[Collected data]
╭──

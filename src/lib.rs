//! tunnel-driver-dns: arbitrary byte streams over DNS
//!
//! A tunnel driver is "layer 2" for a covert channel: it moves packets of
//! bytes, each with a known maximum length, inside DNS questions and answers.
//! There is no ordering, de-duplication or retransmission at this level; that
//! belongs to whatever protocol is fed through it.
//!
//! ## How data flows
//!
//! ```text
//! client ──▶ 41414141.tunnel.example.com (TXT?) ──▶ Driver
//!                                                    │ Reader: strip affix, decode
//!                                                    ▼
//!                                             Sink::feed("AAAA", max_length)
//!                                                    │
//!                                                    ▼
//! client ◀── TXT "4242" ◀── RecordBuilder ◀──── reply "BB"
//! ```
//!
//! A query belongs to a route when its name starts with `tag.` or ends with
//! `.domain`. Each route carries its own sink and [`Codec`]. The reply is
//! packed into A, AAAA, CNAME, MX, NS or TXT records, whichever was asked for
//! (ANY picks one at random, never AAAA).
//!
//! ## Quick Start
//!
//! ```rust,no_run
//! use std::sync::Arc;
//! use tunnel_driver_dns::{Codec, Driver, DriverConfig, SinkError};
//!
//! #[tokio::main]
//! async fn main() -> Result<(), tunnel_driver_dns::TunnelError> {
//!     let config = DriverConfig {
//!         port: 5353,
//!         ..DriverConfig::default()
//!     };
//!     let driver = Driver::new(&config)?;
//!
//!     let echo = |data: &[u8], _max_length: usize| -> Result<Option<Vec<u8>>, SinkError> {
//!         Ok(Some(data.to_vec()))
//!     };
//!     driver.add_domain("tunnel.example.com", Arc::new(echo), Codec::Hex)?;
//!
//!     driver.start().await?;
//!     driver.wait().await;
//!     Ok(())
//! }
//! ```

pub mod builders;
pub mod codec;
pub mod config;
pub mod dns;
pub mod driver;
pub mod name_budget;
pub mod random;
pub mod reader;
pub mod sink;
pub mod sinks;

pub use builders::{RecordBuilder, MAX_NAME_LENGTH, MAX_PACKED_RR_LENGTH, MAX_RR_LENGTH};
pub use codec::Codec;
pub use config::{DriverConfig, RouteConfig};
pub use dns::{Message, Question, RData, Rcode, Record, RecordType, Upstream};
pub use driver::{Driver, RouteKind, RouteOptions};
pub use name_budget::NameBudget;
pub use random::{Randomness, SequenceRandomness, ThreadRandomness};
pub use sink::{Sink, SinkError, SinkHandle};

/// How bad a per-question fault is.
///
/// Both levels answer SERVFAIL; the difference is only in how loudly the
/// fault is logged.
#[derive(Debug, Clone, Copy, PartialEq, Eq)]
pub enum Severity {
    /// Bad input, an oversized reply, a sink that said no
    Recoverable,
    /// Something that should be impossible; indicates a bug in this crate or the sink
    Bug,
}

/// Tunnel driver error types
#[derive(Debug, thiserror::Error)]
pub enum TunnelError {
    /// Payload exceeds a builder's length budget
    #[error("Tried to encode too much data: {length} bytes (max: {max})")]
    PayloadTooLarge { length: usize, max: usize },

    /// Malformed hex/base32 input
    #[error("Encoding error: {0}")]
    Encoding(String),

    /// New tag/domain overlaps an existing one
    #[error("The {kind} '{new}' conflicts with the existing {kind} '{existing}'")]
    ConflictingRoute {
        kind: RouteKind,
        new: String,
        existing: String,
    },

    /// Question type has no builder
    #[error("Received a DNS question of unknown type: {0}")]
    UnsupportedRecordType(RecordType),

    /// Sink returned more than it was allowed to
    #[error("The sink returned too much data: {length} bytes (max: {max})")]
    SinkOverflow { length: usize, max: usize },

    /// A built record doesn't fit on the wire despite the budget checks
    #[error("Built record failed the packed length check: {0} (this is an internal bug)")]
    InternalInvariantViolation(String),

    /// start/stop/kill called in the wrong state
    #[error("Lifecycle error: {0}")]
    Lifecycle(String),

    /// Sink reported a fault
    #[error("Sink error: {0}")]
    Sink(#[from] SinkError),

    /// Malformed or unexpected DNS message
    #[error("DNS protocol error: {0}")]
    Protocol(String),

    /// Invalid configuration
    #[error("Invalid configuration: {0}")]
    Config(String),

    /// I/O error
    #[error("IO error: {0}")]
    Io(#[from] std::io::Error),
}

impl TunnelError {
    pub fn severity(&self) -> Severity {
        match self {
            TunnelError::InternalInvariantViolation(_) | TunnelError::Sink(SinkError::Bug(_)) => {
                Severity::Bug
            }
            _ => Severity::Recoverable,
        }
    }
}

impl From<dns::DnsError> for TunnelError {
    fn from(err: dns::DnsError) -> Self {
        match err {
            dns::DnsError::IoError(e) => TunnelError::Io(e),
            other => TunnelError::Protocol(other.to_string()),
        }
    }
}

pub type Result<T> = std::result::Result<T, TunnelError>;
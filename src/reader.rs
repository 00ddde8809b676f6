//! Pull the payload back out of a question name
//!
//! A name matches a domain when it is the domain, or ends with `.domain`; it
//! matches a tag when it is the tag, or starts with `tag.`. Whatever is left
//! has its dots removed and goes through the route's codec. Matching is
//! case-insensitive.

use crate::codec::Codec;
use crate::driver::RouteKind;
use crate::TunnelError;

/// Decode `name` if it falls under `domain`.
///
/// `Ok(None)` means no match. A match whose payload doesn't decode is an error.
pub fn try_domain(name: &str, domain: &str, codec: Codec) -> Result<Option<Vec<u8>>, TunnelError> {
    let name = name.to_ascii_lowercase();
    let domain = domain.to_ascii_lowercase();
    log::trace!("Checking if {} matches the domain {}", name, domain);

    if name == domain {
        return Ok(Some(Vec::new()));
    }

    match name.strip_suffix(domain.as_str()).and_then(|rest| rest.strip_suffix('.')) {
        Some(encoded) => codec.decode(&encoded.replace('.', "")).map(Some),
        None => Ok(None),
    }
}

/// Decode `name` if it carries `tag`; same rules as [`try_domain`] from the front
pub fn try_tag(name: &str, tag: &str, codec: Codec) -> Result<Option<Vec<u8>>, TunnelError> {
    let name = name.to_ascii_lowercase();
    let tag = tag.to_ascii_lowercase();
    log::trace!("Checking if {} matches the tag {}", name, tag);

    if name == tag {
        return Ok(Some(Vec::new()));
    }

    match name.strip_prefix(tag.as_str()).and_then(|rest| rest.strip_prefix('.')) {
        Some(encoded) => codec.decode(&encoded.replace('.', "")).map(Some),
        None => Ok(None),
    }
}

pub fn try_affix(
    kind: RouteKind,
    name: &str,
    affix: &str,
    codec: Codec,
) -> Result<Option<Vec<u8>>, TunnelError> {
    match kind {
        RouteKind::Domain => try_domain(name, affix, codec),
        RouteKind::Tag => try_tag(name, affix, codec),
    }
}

╰──

* [Your task]
Search the entries for the string "enum" and collect each line that has it.

* [Task output]
pub enum Severity {
pub enum TunnelError {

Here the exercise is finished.